NickSeagull/AnalyzeDesignDocument.md

## AnalyzeDesignDocument.md

      
    Raw
  

              AnalyzeDesignDocument.md
            
          
    Getting started with Analyze

NOTE: NOTHING OF THIS HAS BEEN IMPLEMENTED YET, THIS IS A DESIGN DOCUMENT

Taken from Deedle in 10 minutes, adapted to Analyze
import Analyze
import Analyze.Frame as Frame
import Analyze.Series as Series
import qualified Date.Time.Calendar  -- from the 'time' package
Creating series and frames

We can create a series with any type that instantiates
the IsList type class.
idxes = [ "A"
        , "B"
        , "C"
        ]

values = [10, 20, 30]

firstSeries = Series.new idxes values
Also, we can create a series from a list of tuples:
secondSeries = Series.ofObservations
    [ ( "A", 10)
    , ( "B", 20)
    , ( "C", 30)
    ]
We can create a series of implicit (ordinal) keys by doing:
thirdSeries = Series.ofValues [ 10.0, 20.0, 30.0 ]
Now we can create a Frame using the first and the second Series,
as they share the keys.
df1 = Frame.new ["first", "second"] [firstSeries, secondSeries]
A Frame has two type parameters: Frame rowKey columnKey. We use
this to index.

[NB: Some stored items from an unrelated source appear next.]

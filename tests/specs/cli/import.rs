// SPDX-License-Identifier: MIT
// Copyright (c) 2026 Alfred Jean LLC

//! Import command specs.
//!
//! Everything here runs without Anki: argument validation, table parsing
//! via `--dry-run`, configuration errors and the unreachable-endpoint path.

#![allow(clippy::panic)]
#![allow(clippy::unwrap_used)]
#![allow(clippy::expect_used)]

mod common;
use common::*;

// =============================================================================
// Input selection
// =============================================================================

#[test]
fn path_and_url_are_exclusive() {
    let (temp, table) = with_table("cards.tsv", VOCAB_TSV);
    ankisync_in(temp.path())
        .args(["import", "-n", "Basic", "-d", "Spanish", "-p", &table])
        .args(["-u", "https://example.com/cards.tsv"])
        .assert()
        .failure()
        .code(1)
        .stderr(predicate::str::contains(
            "error: only one of --path and --url can be supplied",
        ));
}

#[test]
fn path_or_url_is_required() {
    let temp = TempDir::new().unwrap();
    ankisync_in(temp.path())
        .args(["import", "-n", "Basic", "-d", "Spanish"])
        .assert()
        .failure()
        .code(1)
        .stderr(predicate::str::contains(
            "error: you must specify either --path or --url",
        ));
}

#[test]
fn note_type_is_required() {
    let (temp, table) = with_table("cards.tsv", VOCAB_TSV);
    ankisync_in(temp.path())
        .args(["import", "-d", "Spanish", "-p", &table])
        .assert()
        .failure()
        .stderr(predicate::str::contains("--note"));
}

#[test]
fn missing_file_is_reported() {
    let temp = TempDir::new().unwrap();
    ankisync_in(temp.path())
        .args(["import", "-n", "Basic", "-d", "Spanish", "-p", "nope.tsv"])
        .assert()
        .failure()
        .code(1)
        .stderr(predicate::str::contains("cannot read nope.tsv"));
}

#[test]
fn unreachable_download_fails() {
    let temp = TempDir::new().unwrap();
    ankisync_in(temp.path())
        .args(["import", "-n", "Basic", "-d", "Spanish"])
        .args(["-u", "http://127.0.0.1:1/cards.tsv"])
        .assert()
        .failure()
        .code(1)
        .stderr(predicate::str::contains(
            "failed to download http://127.0.0.1:1/cards.tsv",
        ));
}

// =============================================================================
// Dry run
// =============================================================================

#[test]
fn dry_run_counts_records() {
    let (temp, table) = with_table("cards.tsv", VOCAB_TSV);
    ankisync_in(temp.path())
        .args(["import", "-n", "Basic", "-d", "Spanish", "--dry-run", "-p", &table])
        .assert()
        .success()
        .stdout(predicate::str::contains(
            "2 records in 1 decks would be imported (dry run)",
        ));
}

#[yare::parameterized(
    csv_extension = { "cards.csv", "Front,Back\na,b\nc,d\n", None },
    tsv_extension = { "cards.tsv", "Front\tBack\na\tb\nc\td\n", None },
    explicit_semicolon = { "cards.txt", "Front;Back\na;b\nc;d\n", Some(";") },
    explicit_tab = { "cards.txt", "Front\tBack\na\tb\nc\td\n", Some("\\t") },
)]
fn dry_run_delimiters(name: &str, content: &str, delimiter: Option<&str>) {
    let (temp, table) = with_table(name, content);
    let mut cmd = ankisync_in(temp.path());
    cmd.args(["import", "-n", "Basic", "-d", "Deck", "--dry-run", "-p", &table]);
    if let Some(delimiter) = delimiter {
        cmd.args(["--delimiter", delimiter]);
    }
    cmd.assert()
        .success()
        .stdout(predicate::str::contains("2 records in 1 decks"));
}

#[test]
fn dry_run_quoted_cells_span_lines() {
    let (temp, table) = with_table(
        "quotes.csv",
        "Quotation,Author\n\"Brevity is\nthe soul of wit\",Shakespeare\n\"He said \"\"hi\"\"\",Anon\n",
    );
    ankisync_in(temp.path())
        .args(["import", "-n", "Quote", "-d", "Quotes", "--dry-run", "-p", &table])
        .assert()
        .success()
        .stdout(predicate::str::contains("2 records in 1 decks"));
}

#[test]
fn dry_run_does_not_contact_anki() {
    let (temp, table) = with_table("cards.tsv", VOCAB_TSV);
    ankisync_in(temp.path())
        .args(["import", "-n", "Basic", "-d", "Spanish", "--dry-run", "-p", &table])
        .args(["--endpoint", UNREACHABLE])
        .assert()
        .success();
}

#[test]
fn row_without_deck_reports_line() {
    let (temp, table) = with_table("cards.csv", "Front,Deck\nhola,Spanish\nciao,\n");
    ankisync_in(temp.path())
        .args(["import", "-n", "Basic", "--dry-run", "-p", &table])
        .assert()
        .failure()
        .code(1)
        .stderr(predicate::str::contains("error: line 3: no deck for this row"))
        .stderr(predicate::str::contains("hint: pass --deck"));
}

#[test]
fn unterminated_quote_is_rejected() {
    let (temp, table) = with_table("cards.csv", "Front,Back\n\"hola,hello\n");
    ankisync_in(temp.path())
        .args(["import", "-n", "Basic", "-d", "Spanish", "--dry-run", "-p", &table])
        .assert()
        .failure()
        .code(1)
        .stderr(predicate::str::contains("line 2"));
}

#[test]
fn invalid_delimiter_is_rejected() {
    let (temp, table) = with_table("cards.tsv", VOCAB_TSV);
    ankisync_in(temp.path())
        .args(["import", "-n", "Basic", "-d", "Spanish", "--dry-run", "-p", &table])
        .args(["--delimiter", "ab"])
        .assert()
        .failure()
        .code(1)
        .stderr(predicate::str::contains("invalid delimiter 'ab'"));
}

#[test]
fn empty_deck_flag_is_rejected() {
    let (temp, table) = with_table("cards.tsv", VOCAB_TSV);
    ankisync_in(temp.path())
        .args(["import", "-n", "Basic", "-d", " ", "-p", &table])
        .assert()
        .failure()
        .stderr(predicate::str::contains("cannot be empty"));
}

#[test]
fn zero_batch_size_is_rejected() {
    let (temp, table) = with_table("cards.tsv", VOCAB_TSV);
    ankisync_in(temp.path())
        .args(["import", "-n", "Basic", "-d", "Spanish", "-p", &table])
        .args(["--batch-size", "0"])
        .assert()
        .failure()
        .code(2);
}

// =============================================================================
// Configuration
// =============================================================================

#[test]
fn invalid_local_config_is_reported() {
    let (temp, table) = with_table("cards.tsv", VOCAB_TSV);
    std::fs::write(temp.path().join("ankisync.toml"), "batch_size = \"lots\"\n").unwrap();

    ankisync_in(temp.path())
        .args(["import", "-n", "Basic", "-d", "Spanish", "--dry-run", "-p", &table])
        .assert()
        .failure()
        .code(1)
        .stderr(predicate::str::contains("error: config error: failed to parse"));
}

#[test]
fn unknown_config_key_is_reported() {
    let (temp, table) = with_table("cards.tsv", VOCAB_TSV);
    std::fs::write(temp.path().join("ankisync.toml"), "batchsize = 10\n").unwrap();

    ankisync_in(temp.path())
        .args(["import", "-n", "Basic", "-d", "Spanish", "--dry-run", "-p", &table])
        .assert()
        .failure()
        .stderr(predicate::str::contains("batchsize"));
}

#[test]
fn explicit_config_must_exist() {
    let (temp, table) = with_table("cards.tsv", VOCAB_TSV);
    ankisync_in(temp.path())
        .args(["--config", "missing.toml"])
        .args(["import", "-n", "Basic", "-d", "Spanish", "--dry-run", "-p", &table])
        .assert()
        .failure()
        .stderr(predicate::str::contains("failed to read missing.toml"));
}

#[test]
fn endpoint_without_scheme_is_rejected() {
    let (temp, table) = with_table("cards.tsv", VOCAB_TSV);
    ankisync_in(temp.path())
        .args(["import", "-n", "Basic", "-d", "Spanish", "-p", &table])
        .args(["--endpoint", "localhost:8765"])
        .assert()
        .failure()
        .code(1)
        .stderr(predicate::str::contains("must start with http://"));
}

// =============================================================================
// Remote failures
// =============================================================================

#[test]
fn unreachable_endpoint_fails_with_hint() {
    let (temp, table) = with_table("cards.tsv", VOCAB_TSV);
    std::fs::write(temp.path().join("ankisync.toml"), "timeout_secs = 2\n").unwrap();

    ankisync_in(temp.path())
        .env_remove("HTTP_PROXY")
        .env_remove("http_proxy")
        .env_remove("ALL_PROXY")
        .env_remove("all_proxy")
        .args(["import", "-n", "Basic", "-d", "Spanish", "-p", &table])
        .args(["--endpoint", UNREACHABLE])
        .assert()
        .failure()
        .code(1)
        .stderr(predicate::str::contains("error: failed to connect to http://127.0.0.1:1"))
        .stderr(predicate::str::contains("hint: make sure Anki is running"));
}

#[test]
fn quiet_hides_progress() {
    let (temp, table) = with_table("cards.tsv", VOCAB_TSV);
    ankisync_in(temp.path())
        .args(["-q", "import", "-n", "Basic", "-d", "Spanish", "--dry-run", "-p", &table])
        .assert()
        .success()
        .stderr(predicate::str::is_empty());
}

#[test]
fn verbose_and_quiet_conflict() {
    ankisync()
        .args(["-v", "-q", "import", "-n", "Basic", "-p", "x.tsv"])
        .assert()
        .failure()
        .code(2);
}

The types of the data itself are not specified, and
instead, we do so when getting the data from the Frame.
We can create a data frame with Int indexes for rows or columns by:
df2 = Frame.ofColumns [ ("first", firstSeries), ("second", secondSeries) ]
df3 = Frames.ofRows [ ("first", firstSeries), ("second", secondSeries)]
Also, we can specify our indexes for rows and columns by specifying
(rowKey, columnKey, value):
df4 = Frame.ofValues
    [ ("Monday", "John", 1.0)
    , ("Tuesday", "Joe", 2.1)
    , ("Tuesday", "John", 4.0)
    , ("Wednesday", "John", -5.4)
    ]
If your data types derive the Generic type class you can create a
data frame from a list of those too:
data Price = Price
    { day :: Text
    , quantity :: Float
    } deriving (Generic)

instance Serialize Price

prices :: [Price]
prices =
    [ Price "1-1-17" 10.0
    , Price "2-1-17" 12.0
    , Price "3-1-17" 13.0
    ]

df5 = Frame.ofRecords prices
Finally, we can also load a data frame from CSV.
msftCsv = Frame.readCsv "resources/MSFT.csv"
fbCsv = Frame.readCsv "resources/FB.csv"
The types are not inferred when loading like that, the user must specify them
later.
Specifying index and joining

msftOrd <- Frame.withFrame msftCsv $ do
    Frame.indexRowsDate "Date"
    Frame.sortRowsByKey
We can now get only the open and close prices, and add a new column.
msft <- Frame.withFrame msftOrd $ do
    Frame.sliceColumns [ "Open", "Close" ]
    openColumn       <- Frame.getColumn "Open"
    closeColumn      <- Frame.getColumn "Close"
    let differenceColumn = zipWith (-) openColumn closeColumn
    Frame.addColumn "Difference" differenceColumn
We can do the same thing for Facebook:
fb <- Frame.withFrame fbCsv $ do
    Frame.indexRowsDate "Date"
    Frame.sortRowsByKey
    Frame.sliceColumns [ "Open", "Close" ]
    openColumn       <- Frame.getColumn "Open"
    closeColumn      <- Frame.getColumn "Close"
    let differenceColumn = zipWith (-) openColumn closeColumn
    Frame.addColumn "Difference" differenceColumn
Let's create a single data frame that contains Microsoft and Facebook data.
Before joining those data frames, we have to rename their columns so their names
aren't duplicated.
let msftNames = ["MsftOpen", "MsftClose", "MsftDiff"]
msftRenamed <- Frame.withFrame msft $
    Frame.indexColumnsWith msftNames

let fbNames = ["FbOpen", "FbClose", "FbDiff"]
fbRenamed <- Frame.withFrame fb $
    Frame.indexColumnsWith fbNames

let joinedOut = Frame.withFrame msftRenamed $
    Frame.outerJoin fbRenamed

let joinedIn = Frame.withFrame msftRenamed $
    Frame.innerJoin fbRenamed
Selecting values and slicing

let val  = Frame.getRow (Data.Time.Calendar.fromGregorian 2013 1 2) joinedIn
let val' = Frame.getRow (Data.Time.Calendar.fromGregorian 2013 1 2) joinedIn
         & Series.get "FbOpen"
Projection and filtering

-- 'modifying' modifies the original 'Frame' instead of copying it
Frame.modifying joinedOut $ do
    comparison <- Frame.mapRowValues $ \row ->
        if (Series.get "msftOpen" row) > (Series.get "fbOpen" row)
            then "MSFT"
            else "FB"
    Frame.addColumn "Comparison" comparison
We can now get the number of days when Microsoft stock prices were above Facebook
and the other way round:
let msftCount = Frame.withFrame joinedOut $ do
    Frames.getColumn "Comparison" (Series.as :: String)
    >>= Series.filterValues (== "MSFT")
    >>= Series.countValues
-- msftCount = 220

let fbCount = Frame.withFrame joinedOut $ do
    Frames.getColumn "Comparison" (Series.as :: String)
    >>= Series.filterValues (== "FB")
    >>= Series.countValues
-- fbCount = 103
Grouping and aggregation

Group rows by month and year:
monthly <- Frames.withFrame joinedIn $
    Frame.groupRowsUsing $ \(y,m,_) _ -> fromGregorian y m 1